Perioperative administration of sub-anesthetic ketamine/esketamine for preventing postpartum depression symptoms: A trial sequential meta-analysis

• Published in: PloS one Vol. 19; no. 11; p. e0310751
• Main Authors: Hung, Kuo-Chuan, Kao, Chia-Li, Lai, Yi-Chen, Chen, Jen-Yin, Lin, Chien-Hung, Ko, Ching-Chung, Lin, Chien-Ming, Chen, I-Wen
• Format: Journal Article
• Language: English
• Published: United States Public Library of Science 18.11.2024; Public Library of Science (PLoS)
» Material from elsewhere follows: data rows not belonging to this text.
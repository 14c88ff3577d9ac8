//! Templates command implementation

use anyhow::{Context, Result};
use flex_core::FlexConfig;
use flex_lxc::TemplateResolver;

pub fn execute(config: &FlexConfig) -> Result<()> {
    let resolver = TemplateResolver::from_options(&config.lxc);
    let templates = resolver.available_templates().with_context(|| {
        format!(
            "Failed to read template directory {}",
            resolver.template_dir().display()
        )
    })?;

    println!("\n📋 LXC templates in {}", resolver.template_dir().display());
    println!("{:-<60}", "");

    if templates.is_empty() {
        println!("No templates installed");
        return Ok(());
    }

    for template in &templates {
        let marker = if *template == config.lxc.default_template {
            " (default)"
        } else {
            ""
        };
        println!("  {template}{marker}");
    }

    println!("{:-<60}", "");
    println!("Total: {} template(s)", templates.len());

    Ok(())
}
• Subjects: Anesthesia; Antidepressants; Bias; Biology and Life Sciences; Depression, Postpartum - prevention & control; Dosage; Dosage and administration; Drug dosages; Female; Humans; Intervention; Ketamine; Ketamine - administration & dosage; Ketamine - therapeutic use; Medicine and Health Sciences; Mental depression; Meta-analysis; People and Places; Perioperative care; Perioperative Care - methods; Pharmacology, Experimental; Physical Sciences; Physiological aspects; Postpartum; Postpartum depression; Prevention; Randomized Controlled Trials as Topic; Reliability; Research and Analysis Methods; Science Policy; Sequential analysis; Social Sciences; Subgroups; Testing; Taiwan
• ISSN: 1932-6203; 1932-6203
• DOI: 10.1371/journal.pone.0310751

Postpartum depression (PPD) is a major mental health issue affecting 10%-15% of women globally. This meta-analysis synthesized updated evidence on sub-anesthetic ketamine/esketamine's efficacy in preventing PPD. Randomized controlled trials (RCTs) comparing ketamine/esketamine to a placebo for PPD prevention were searched without language restriction. Primary outcomes were PPD risk at 1- and 4-6-week postpartum. Secondary outcomes included the difference in depression scores and risk of adverse events. Trial sequential analysis (TSA) was conducted to validate the reliability. A meta-analysis of 22 RCTs (n = 3,463) showed that ketamine/esketamine significantly decreased PPD risk at 1- (risk ratio [RR], 0.41; 95% confidence interval [CI], 0.3-0.57) and 4-6-week (RR, 0.47; 95%CI, 0.35-0.63) follow-ups. Consistently, participants receiving ketamine/esketamine had lower depression-related scores at 1- (standardized mean difference [SMD], -0.94; 95%CI, -1.26 to -0.62) and 4-6-week (SMD, -0.89; 95%CI, -1.25 to -0.53) follow-ups. Despite potential publication bias, TSA confirmed the evidence's reliability. Subgroup analysis showed that ketamine/esketamine's preventive effect on 1-week PPD was consistent, regardless of administration timing, type of agents, or total dosage (<0.5 vs. ≥0.5 mg/kg). For the 4-6-week period, PPD risk was favorably reduced only with postoperative administration or the use of esketamine, with the total dosage having no observed influence. Participants on ketamine/esketamine experienced more frequency of hallucinations (RR, 4.77; 95%CI, 1.39-16.44) and dizziness (RR, 1.36; 95%CI, 1.02-1.81). Our findings advocate for the postoperative administration of low-dose ketamine/esketamine to avert PPD, which needed additional research for confirmation.